Microfluidic Platform to Investigate the Role of Osteocytes on the Mechanical Regulation of Bone Metastasis
Middleton, Kevin 1 ; Mei, Xueting (Christina) 2 ; Shim, Dongsub 2 ; Devadas, Deepika 2 ; Ma, Yu-Heng (Vivian) 1 ; Young, Edmond 1, 2 ; You, Lidan 1, 2
1. Institute of Biomaterials and Biomedical Engineering, University of Toronto; 2. Mechanical and Industrial Engineering, University of Toronto
INTRODUCTION: Bone metastasis is a common outcome of breast cancer. Once metastasized to bone, the outcome of the patient significantly worsens. However, it is unclear what initiates causes this metastasis, and animal models to study this process are difficult to perform. In recent years, microfluidic systems to investigate the role that the bone environment has on bone metastases. We have previously demonstrated that mechanically stimulated osteocytes regulate bone metastases using traditional in vitro techniques; however, these experiments have significant limitations. To minimize these limitations, we are developing a microfluidic platform that, for the first time, allows for mechanical stimulation to bone cells. Using this platform, we then investigate how mechanically stimulated osteocytes regulate bone metastasis.

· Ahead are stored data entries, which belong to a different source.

#[cfg(test)]
mod tests {
    use super::*;
    use crate::dom::parse_html;
    use crate::style::build_styled_tree;

    fn layout(html: &str) -> Vec<PositionedBox> {
        let dom = parse_html(html);
        let styled = build_styled_tree(&dom, None);
        let fonts = FontManager::default();
        compute_layout(&styled, 600.0, &fonts).unwrap()
    }

    #[test]
    fn layout_simple_paragraph() {
        let boxes = layout("<p>Hello world</p>");
        assert!(!boxes.is_empty(), "Should produce at least one box");
        let first = &boxes[0];
        assert!(first.width > 0.0, "Box should have width");
        assert!(first.height > 0.0, "Box should have height");
    }

    #[test]
    fn paragraph_height_includes_padding() {
        let boxes = layout(r#"<p class="py-2">Hello</p>"#);
        // 16px × 1.4 line height + 2 × 8px padding, snapped to whole px
        assert_eq!(boxes[0].height, (22.4f32 + 16.0).round());
    }

    #[test]
    fn rtl_row_is_mirrored() {
        let html = r#"<div dir="rtl" class="flex"><span>A</span><span>B</span></div>"#;
        let boxes = layout(html);
        let row = &boxes[0];
        assert_eq!(row.children.len(), 2);
        assert!(row.children[0].x > row.children[1].x);
    }

    #[test]
    fn ltr_row_flows_left_to_right() {
        let boxes = layout(r#"<div class="flex"><span>A</span><span>B</span></div>"#);
        let row = &boxes[0];
        assert!(row.children[0].x < row.children[1].x);
    }

    #[test]
    fn list_items_get_bullets_unless_disabled() {
        let boxes = layout("<ul><li>One</li><li>Two</li></ul>");
        let ul = &boxes[0];
        assert_eq!(ul.children.len(), 2);
        assert!(ul.children.iter().all(|li| li.marker.as_deref() == Some(BULLET)));

        let boxes = layout(r#"<ul class="list-none"><li>One</li></ul>"#);
        assert!(boxes[0].children[0].marker.is_none());
    }

    #[test]
    fn wrapping_row_keeps_chip_widths() {
        let html = r#"<div class="flex flex-wrap gap-2"><span class="px-3">Rust</span><span class="px-3">Go</span></div>"#;
        let boxes = layout(html);
        let chip = &boxes[0].children[0];
        // 4 chars × 8px + 24px padding
        assert!((chip.width - 56.0).abs() < 0.01, "chip width {}", chip.width);
    }
}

METHODS: Our microfluidic device consists of 2 channels separated by side channels that allow for diffusive signal transport. To stimulate the osteocytes, we connect a tube to the osteocyte channel, and use a stepper motor to compress/decompress the tube to generate fluid flow. To quantify the shear stress developed, we utilized PIV. To validate osteocytes could be mechanically stimulated we seeded MLO-Y4 cells in the device, and stained them with a calcium indicator. We applied flow to the cells and quantified the cellular calcium flux. To prepare model blood vessels, we loaded one channel with a hydrogel, and used viscous finger patterning to form a lumen. We then used fluorescent microbeads and confocal microscopy to validate the formation of a lumen. We assessed the diffusability of our gel by loading a fluorescent model of VEGF (40 kDa dextran solution) into one channel, and imaging the evolving fluorescent gradient at different time points. To demonstrate the formation of intercellular junctions between endothelial cells we seeded HUVECs in the lumen. The HUVECs were then fixed and fluorescently stained for VE-cadherins, after which they were imaged using confocal microscopy.
RESULTS and DISCUSSION: Using our custom built microfluidic pump, we measured peak oscillatory shear stresses of 2 Pa in our device, which is well within the physiological range of bone. When exposed to flow, we observed significant calcium responses in approximately 45% of the osteocytes, with a mean response of 2.8x the maximum baseline response. This suggests that we can successfully stimulate cells in our device. Confocal imaging demonstrated that we are able to form consistent lumens within our device. We also demonstrated the formation of a chemical gradient through our gel, which was able to achieve equilibrium within 5 minutes of dye loading. Finally, fluorescent imaging of endothelial cells showed the formation of VE-cadherins. This suggests that endothelial cells were able to form intercellular and physiologically relevant adherens junctions.